◆ WHAT THIS TASK INVOLVES ◆
Say how many lines in the records contain the string "Result", giving the number by itself.

Recorded data:
==============================
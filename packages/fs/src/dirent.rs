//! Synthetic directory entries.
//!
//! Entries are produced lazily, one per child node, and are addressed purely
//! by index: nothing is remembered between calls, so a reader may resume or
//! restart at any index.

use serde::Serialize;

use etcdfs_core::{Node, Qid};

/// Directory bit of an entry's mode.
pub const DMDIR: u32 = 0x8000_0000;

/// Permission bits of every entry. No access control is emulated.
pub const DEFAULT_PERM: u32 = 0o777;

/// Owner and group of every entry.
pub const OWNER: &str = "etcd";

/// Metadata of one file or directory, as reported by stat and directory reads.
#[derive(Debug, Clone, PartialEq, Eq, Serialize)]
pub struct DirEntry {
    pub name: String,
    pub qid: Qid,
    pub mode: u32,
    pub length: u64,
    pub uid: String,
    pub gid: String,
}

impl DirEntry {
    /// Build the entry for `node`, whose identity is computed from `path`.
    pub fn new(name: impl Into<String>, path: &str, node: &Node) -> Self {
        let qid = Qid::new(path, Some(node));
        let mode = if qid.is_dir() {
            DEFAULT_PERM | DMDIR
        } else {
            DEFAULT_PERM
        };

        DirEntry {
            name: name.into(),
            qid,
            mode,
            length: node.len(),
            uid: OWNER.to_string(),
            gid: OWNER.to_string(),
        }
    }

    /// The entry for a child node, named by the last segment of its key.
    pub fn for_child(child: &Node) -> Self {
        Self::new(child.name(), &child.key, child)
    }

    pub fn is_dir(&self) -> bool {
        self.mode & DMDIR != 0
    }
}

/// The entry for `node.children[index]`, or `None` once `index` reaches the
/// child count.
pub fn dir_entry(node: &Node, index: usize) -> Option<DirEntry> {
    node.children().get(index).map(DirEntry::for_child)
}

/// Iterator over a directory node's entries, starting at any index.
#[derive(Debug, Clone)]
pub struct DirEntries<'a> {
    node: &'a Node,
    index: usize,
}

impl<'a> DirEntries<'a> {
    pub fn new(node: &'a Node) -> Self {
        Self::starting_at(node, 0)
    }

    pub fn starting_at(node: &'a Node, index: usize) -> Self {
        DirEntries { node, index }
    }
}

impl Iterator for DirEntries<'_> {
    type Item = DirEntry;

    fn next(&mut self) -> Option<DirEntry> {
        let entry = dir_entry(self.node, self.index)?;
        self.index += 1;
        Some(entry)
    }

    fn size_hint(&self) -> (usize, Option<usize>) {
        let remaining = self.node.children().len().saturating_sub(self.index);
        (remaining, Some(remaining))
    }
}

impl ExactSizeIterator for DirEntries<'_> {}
==============================
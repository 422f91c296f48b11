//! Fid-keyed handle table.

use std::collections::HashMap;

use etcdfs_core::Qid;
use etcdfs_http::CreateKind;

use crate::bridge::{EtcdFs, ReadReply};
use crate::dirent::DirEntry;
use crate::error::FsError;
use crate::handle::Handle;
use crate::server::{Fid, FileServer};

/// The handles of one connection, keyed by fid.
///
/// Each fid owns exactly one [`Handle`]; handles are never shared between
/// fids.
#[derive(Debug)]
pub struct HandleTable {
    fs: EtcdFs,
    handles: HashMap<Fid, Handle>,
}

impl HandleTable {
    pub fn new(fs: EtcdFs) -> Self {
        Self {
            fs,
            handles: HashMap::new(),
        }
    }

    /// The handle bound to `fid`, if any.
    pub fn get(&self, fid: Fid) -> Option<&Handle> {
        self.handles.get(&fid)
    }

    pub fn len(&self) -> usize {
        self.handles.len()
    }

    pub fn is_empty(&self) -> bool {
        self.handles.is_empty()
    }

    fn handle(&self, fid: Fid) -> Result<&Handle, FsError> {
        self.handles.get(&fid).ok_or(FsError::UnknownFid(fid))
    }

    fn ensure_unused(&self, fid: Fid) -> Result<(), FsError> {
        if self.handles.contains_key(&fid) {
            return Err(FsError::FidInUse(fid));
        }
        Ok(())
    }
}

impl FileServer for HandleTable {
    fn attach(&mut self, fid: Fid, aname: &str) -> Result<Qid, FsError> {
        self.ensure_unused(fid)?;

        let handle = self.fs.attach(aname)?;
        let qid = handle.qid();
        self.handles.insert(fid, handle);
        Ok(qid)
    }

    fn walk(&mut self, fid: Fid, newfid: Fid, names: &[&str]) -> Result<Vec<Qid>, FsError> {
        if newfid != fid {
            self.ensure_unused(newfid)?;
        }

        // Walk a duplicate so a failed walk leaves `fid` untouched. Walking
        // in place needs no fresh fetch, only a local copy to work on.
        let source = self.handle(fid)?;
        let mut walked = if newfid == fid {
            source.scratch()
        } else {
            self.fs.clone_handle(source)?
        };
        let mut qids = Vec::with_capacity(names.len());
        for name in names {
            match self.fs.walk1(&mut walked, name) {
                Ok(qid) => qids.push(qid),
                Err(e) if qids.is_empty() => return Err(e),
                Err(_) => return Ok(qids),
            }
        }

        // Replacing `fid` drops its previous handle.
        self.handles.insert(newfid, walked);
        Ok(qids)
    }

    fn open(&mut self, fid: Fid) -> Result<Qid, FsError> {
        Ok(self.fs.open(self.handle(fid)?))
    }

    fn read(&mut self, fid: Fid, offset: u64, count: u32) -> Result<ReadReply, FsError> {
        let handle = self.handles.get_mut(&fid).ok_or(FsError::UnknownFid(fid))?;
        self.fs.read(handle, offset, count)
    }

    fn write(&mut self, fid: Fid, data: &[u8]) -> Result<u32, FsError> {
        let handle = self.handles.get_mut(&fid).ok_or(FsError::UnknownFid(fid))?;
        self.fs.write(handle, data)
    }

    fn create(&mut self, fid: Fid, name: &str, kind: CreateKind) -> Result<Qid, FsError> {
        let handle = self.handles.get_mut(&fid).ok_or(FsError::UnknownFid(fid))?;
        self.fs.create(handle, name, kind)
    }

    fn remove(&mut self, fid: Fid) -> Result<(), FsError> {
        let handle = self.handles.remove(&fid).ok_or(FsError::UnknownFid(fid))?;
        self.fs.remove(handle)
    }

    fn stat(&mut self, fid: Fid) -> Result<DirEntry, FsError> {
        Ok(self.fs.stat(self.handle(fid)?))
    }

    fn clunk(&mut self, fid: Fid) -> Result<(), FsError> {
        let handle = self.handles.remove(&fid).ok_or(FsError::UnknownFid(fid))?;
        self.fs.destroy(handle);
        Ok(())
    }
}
==============================
◆ YOUR RESPONSE ◆
11